(Beginning of DATA LISTING)
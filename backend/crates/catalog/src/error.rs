//! Catalog Error Types

use axum::extract::rejection::JsonRejection;
use axum::response::{IntoResponse, Response};
use kernel::error::{
    app_error::{AppError, FieldErrors},
    kind::ErrorKind,
};
use thiserror::Error;

pub type CatalogResult<T> = Result<T, CatalogError>;

#[derive(Debug, Error)]
pub enum CatalogError {
    #[error("Product name is required.")]
    ProductNameRequired,

    #[error("Missing required fields or no categories selected.")]
    MissingProductFields,

    #[error("Invalid identifier")]
    InvalidIdentifier,

    /// Body is not JSON or a field has the wrong type
    #[error("Invalid request body.")]
    InvalidBody(FieldErrors),

    #[error("Product name must be unique.")]
    DuplicateProductName,

    #[error("One or more categories do not exist.")]
    UnknownCategory,

    #[error("Product not found")]
    ProductNotFound,

    #[error("Store not found.")]
    StoreNotFound,

    /// The product row exists; only the inventory row failed.
    #[error("Failed to link product to store.")]
    StoreLinkFailed(#[source] sqlx::Error),

    #[error("Database error: {0}")]
    Database(#[from] sqlx::Error),

    #[error("Internal error: {0}")]
    Internal(String),
}

impl CatalogError {
    pub fn kind(&self) -> ErrorKind {
        use CatalogError::*;
        match self {
            ProductNameRequired
            | MissingProductFields
            | InvalidIdentifier
            | InvalidBody(_)
            | UnknownCategory => ErrorKind::BadRequest,
            DuplicateProductName => ErrorKind::Conflict,
            ProductNotFound | StoreNotFound => ErrorKind::NotFound,
            StoreLinkFailed(_) | Database(_) | Internal(_) => ErrorKind::InternalServerError,
        }
    }

    pub fn to_app_error(&self) -> AppError {
        match self {
            CatalogError::InvalidBody(fields) => {
                AppError::new(self.kind(), self.to_string()).with_field_errors(fields.clone())
            }
            CatalogError::Database(_) | CatalogError::Internal(_) => {
                AppError::new(self.kind(), "Internal server error")
            }
            _ => AppError::new(self.kind(), self.to_string()),
        }
    }

    fn log(&self) {
        match self {
            CatalogError::Database(e) => {
                tracing::error!(error = %e, "Catalog database error");
            }
            CatalogError::StoreLinkFailed(e) => {
                tracing::error!(error = %e, "Product created but store link failed");
            }
            CatalogError::Internal(msg) => {
                tracing::error!(message = %msg, "Catalog internal error");
            }
            _ => {
                tracing::debug!(error = %self, "Catalog error");
            }
        }
    }
}

impl IntoResponse for CatalogError {
    fn into_response(self) -> Response {
        self.log();
        self.to_app_error().into_response()
    }
}

impl From<JsonRejection> for CatalogError {
    fn from(rejection: JsonRejection) -> Self {
        CatalogError::InvalidBody(kernel::error::conversions::json_rejection_errors(&rejection))
    }
}

impl From<uuid::Error> for CatalogError {
    fn from(_: uuid::Error) -> Self {
        CatalogError::InvalidIdentifier
    }
}

/// Unique violations on `products.name` are duplicates; foreign key
/// violations on `product_categories` are unknown categories.
pub(crate) fn map_product_insert_error(err: sqlx::Error) -> CatalogError {
    match &err {
        sqlx::Error::Database(db) if db.is_unique_violation() => CatalogError::DuplicateProductName,
        sqlx::Error::Database(db) if db.is_foreign_key_violation() => CatalogError::UnknownCategory,
        _ => CatalogError::Database(err),
    }
}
(End of DATA LISTING)
[WHAT THIS TASK INVOLVES] From the data above, copy each line that has the string "InvalidIdentifier".

[THE COMPLETED TASK]
    InvalidIdentifier,
            | InvalidIdentifier
        CatalogError::InvalidIdentifier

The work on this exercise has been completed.